Source data:
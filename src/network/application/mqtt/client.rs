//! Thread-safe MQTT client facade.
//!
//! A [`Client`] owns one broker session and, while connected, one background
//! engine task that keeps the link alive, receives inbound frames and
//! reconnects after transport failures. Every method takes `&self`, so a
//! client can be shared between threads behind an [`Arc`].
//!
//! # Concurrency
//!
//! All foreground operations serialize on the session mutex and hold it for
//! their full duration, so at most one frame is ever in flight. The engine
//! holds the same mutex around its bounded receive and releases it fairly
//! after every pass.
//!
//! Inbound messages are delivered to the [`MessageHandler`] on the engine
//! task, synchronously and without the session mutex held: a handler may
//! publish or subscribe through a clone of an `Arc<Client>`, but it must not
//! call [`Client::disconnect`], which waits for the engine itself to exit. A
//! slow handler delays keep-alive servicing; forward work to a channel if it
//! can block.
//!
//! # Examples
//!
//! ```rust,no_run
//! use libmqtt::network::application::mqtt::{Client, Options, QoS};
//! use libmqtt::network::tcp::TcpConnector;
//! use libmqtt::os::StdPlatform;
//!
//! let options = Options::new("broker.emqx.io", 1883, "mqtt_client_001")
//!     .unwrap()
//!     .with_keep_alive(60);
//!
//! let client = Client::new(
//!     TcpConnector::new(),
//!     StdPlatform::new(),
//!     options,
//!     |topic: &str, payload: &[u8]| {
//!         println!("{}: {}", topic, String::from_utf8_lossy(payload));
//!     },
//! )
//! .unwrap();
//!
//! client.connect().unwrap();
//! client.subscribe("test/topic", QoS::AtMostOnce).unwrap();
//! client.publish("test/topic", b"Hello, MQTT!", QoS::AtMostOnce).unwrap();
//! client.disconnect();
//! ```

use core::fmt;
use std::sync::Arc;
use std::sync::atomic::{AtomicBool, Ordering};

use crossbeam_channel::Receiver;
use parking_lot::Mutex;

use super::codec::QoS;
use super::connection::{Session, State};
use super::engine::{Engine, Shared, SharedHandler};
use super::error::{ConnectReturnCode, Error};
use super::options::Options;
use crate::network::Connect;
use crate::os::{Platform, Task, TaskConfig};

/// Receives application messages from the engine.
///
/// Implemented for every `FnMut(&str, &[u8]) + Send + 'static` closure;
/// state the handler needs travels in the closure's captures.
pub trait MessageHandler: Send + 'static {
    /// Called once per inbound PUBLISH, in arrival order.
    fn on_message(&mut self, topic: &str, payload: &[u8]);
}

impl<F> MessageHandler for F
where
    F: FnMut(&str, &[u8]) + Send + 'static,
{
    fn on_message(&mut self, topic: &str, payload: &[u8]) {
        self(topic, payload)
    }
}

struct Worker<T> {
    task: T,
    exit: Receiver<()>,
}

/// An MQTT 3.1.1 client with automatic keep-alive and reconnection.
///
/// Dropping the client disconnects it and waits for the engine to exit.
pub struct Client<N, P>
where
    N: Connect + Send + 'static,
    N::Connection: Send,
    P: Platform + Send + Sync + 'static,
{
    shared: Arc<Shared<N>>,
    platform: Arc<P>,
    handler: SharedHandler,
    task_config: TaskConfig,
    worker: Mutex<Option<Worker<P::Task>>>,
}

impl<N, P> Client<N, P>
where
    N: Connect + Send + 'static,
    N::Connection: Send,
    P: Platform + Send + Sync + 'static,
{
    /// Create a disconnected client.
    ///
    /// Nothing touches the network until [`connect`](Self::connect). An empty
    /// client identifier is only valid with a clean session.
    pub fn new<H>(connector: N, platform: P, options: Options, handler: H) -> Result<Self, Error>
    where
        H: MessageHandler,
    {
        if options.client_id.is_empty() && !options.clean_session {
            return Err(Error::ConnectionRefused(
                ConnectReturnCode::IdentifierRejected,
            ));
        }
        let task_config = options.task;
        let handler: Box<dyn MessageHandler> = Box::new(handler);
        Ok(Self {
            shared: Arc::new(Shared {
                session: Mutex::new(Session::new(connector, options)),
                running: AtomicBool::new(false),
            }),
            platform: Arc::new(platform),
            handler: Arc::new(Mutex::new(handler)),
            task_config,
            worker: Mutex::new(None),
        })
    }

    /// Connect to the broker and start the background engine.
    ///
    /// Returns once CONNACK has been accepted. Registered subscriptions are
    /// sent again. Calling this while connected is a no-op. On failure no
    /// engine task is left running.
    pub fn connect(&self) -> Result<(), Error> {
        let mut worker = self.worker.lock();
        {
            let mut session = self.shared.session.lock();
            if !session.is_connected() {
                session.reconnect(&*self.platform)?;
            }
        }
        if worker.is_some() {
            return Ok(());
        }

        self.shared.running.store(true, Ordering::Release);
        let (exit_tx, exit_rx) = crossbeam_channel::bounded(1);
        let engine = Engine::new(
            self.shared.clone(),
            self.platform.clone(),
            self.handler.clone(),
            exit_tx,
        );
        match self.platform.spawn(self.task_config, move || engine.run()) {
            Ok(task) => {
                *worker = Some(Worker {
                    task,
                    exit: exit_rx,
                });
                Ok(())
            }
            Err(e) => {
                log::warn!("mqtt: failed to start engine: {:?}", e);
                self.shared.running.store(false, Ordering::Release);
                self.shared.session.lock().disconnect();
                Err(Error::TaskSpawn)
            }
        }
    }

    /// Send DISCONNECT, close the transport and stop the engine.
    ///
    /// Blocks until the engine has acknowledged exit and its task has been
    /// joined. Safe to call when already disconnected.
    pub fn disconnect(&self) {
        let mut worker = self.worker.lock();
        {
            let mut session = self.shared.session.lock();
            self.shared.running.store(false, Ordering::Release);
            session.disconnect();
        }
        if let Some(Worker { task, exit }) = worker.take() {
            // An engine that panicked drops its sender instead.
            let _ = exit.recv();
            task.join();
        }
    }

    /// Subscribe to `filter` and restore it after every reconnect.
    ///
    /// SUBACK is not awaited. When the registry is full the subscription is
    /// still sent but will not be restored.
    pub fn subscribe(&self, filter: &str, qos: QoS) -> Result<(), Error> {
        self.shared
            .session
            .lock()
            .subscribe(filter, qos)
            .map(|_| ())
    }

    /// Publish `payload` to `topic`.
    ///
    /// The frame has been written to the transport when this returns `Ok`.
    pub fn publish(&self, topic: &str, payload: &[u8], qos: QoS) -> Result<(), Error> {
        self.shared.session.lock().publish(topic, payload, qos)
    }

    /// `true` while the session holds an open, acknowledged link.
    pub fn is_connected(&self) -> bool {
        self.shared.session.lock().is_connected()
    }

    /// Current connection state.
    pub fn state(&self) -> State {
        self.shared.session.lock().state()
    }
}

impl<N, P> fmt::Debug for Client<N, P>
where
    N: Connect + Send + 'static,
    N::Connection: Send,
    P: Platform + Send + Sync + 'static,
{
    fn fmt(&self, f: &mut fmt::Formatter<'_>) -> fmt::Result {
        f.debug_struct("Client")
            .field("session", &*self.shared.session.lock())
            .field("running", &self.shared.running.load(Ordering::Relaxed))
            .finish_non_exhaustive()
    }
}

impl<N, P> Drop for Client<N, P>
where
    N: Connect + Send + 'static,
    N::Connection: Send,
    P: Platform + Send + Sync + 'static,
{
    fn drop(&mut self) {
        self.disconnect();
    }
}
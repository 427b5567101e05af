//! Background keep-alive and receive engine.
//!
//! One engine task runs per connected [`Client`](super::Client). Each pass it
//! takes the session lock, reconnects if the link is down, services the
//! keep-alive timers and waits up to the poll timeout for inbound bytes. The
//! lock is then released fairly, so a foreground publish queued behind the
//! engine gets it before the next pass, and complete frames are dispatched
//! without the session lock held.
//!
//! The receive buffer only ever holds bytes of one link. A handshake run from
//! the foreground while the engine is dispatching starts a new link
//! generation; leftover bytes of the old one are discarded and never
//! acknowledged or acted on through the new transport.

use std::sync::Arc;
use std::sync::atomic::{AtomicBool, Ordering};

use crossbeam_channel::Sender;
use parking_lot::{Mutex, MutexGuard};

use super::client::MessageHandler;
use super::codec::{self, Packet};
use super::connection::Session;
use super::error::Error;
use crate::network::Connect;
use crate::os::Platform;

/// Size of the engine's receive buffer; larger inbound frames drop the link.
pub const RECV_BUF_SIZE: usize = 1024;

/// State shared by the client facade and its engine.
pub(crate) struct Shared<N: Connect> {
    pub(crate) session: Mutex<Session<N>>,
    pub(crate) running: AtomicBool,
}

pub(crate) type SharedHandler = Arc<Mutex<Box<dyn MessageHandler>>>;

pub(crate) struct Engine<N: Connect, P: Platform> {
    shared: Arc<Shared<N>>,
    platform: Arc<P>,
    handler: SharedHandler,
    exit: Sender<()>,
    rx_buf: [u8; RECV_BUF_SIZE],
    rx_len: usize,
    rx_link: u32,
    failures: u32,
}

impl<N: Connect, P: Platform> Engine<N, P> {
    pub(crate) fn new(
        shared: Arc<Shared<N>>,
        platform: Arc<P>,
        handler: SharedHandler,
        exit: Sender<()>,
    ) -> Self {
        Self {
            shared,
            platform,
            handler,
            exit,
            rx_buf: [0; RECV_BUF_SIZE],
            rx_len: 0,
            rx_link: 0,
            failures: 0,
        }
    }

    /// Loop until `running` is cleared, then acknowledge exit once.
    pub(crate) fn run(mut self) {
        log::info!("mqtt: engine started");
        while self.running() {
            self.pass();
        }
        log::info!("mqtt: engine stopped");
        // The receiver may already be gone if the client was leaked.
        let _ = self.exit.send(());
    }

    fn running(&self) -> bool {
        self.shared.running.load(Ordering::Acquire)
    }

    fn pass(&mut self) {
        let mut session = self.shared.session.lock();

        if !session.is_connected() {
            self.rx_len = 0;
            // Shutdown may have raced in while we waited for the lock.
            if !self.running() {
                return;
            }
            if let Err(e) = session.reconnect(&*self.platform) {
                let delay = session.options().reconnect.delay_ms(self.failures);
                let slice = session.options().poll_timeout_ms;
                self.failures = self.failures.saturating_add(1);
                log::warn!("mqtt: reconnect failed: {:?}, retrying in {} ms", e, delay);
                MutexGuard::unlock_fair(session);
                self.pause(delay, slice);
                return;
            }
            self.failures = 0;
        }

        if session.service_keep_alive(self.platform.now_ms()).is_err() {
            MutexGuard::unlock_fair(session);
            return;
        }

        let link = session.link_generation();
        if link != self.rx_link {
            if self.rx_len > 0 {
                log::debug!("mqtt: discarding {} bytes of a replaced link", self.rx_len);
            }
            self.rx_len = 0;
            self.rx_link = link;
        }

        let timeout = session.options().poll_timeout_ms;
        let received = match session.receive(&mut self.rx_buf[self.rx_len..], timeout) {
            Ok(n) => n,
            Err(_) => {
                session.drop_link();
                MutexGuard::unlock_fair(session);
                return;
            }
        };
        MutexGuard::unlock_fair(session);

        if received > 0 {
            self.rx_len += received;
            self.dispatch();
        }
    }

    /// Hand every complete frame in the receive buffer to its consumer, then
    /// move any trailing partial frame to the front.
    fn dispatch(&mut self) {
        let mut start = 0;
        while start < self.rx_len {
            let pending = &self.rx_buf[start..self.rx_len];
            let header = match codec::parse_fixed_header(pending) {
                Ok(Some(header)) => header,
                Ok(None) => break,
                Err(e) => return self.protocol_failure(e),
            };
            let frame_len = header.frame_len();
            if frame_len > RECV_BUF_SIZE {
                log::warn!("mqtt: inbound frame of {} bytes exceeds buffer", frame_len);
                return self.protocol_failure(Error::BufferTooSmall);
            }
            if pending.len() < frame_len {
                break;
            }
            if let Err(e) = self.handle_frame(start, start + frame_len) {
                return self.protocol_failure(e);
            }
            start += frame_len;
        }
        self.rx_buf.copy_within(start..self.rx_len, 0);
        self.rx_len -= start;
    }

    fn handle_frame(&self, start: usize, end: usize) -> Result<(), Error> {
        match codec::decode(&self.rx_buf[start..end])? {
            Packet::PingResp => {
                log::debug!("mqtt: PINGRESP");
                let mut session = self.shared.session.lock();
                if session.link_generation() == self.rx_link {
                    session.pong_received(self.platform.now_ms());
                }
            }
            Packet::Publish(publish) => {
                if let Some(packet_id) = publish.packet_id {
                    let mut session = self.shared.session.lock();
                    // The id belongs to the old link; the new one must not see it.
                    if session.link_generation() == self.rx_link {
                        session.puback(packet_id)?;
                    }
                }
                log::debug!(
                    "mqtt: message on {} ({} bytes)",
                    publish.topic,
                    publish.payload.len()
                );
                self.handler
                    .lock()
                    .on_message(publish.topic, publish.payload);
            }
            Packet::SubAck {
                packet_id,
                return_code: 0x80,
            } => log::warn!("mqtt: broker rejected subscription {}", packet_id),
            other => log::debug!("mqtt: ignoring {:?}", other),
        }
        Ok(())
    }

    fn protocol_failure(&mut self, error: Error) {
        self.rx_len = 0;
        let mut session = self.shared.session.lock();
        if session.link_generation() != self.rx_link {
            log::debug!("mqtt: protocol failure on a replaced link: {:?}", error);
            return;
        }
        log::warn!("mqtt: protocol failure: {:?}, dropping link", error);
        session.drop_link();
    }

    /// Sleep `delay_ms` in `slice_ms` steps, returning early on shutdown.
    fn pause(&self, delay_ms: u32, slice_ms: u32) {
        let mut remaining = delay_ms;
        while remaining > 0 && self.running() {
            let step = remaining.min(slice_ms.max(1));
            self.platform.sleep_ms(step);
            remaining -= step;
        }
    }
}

---

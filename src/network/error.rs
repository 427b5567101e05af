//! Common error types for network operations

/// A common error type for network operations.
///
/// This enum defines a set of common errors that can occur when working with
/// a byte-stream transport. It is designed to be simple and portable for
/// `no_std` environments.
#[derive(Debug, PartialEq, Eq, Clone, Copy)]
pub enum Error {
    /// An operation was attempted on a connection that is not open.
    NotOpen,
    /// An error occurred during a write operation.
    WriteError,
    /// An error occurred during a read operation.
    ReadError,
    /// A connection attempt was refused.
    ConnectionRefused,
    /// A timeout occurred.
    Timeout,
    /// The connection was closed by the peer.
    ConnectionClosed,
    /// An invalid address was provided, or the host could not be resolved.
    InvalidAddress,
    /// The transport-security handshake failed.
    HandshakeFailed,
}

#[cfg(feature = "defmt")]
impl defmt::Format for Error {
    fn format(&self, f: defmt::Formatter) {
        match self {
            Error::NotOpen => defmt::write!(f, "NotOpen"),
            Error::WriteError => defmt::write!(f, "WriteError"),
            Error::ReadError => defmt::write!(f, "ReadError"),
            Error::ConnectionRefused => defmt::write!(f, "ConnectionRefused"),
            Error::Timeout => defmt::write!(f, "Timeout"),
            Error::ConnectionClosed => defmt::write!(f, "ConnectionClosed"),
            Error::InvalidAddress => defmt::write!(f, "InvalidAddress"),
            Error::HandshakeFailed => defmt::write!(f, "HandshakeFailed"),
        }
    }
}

To do: Scan the entries above and copy each line where "usize" occurs.

Task solution:
pub const RECV_BUF_SIZE: usize = 1024;
    rx_len: usize,
    fn handle_frame(&self, start: usize, end: usize) -> Result<(), Error> {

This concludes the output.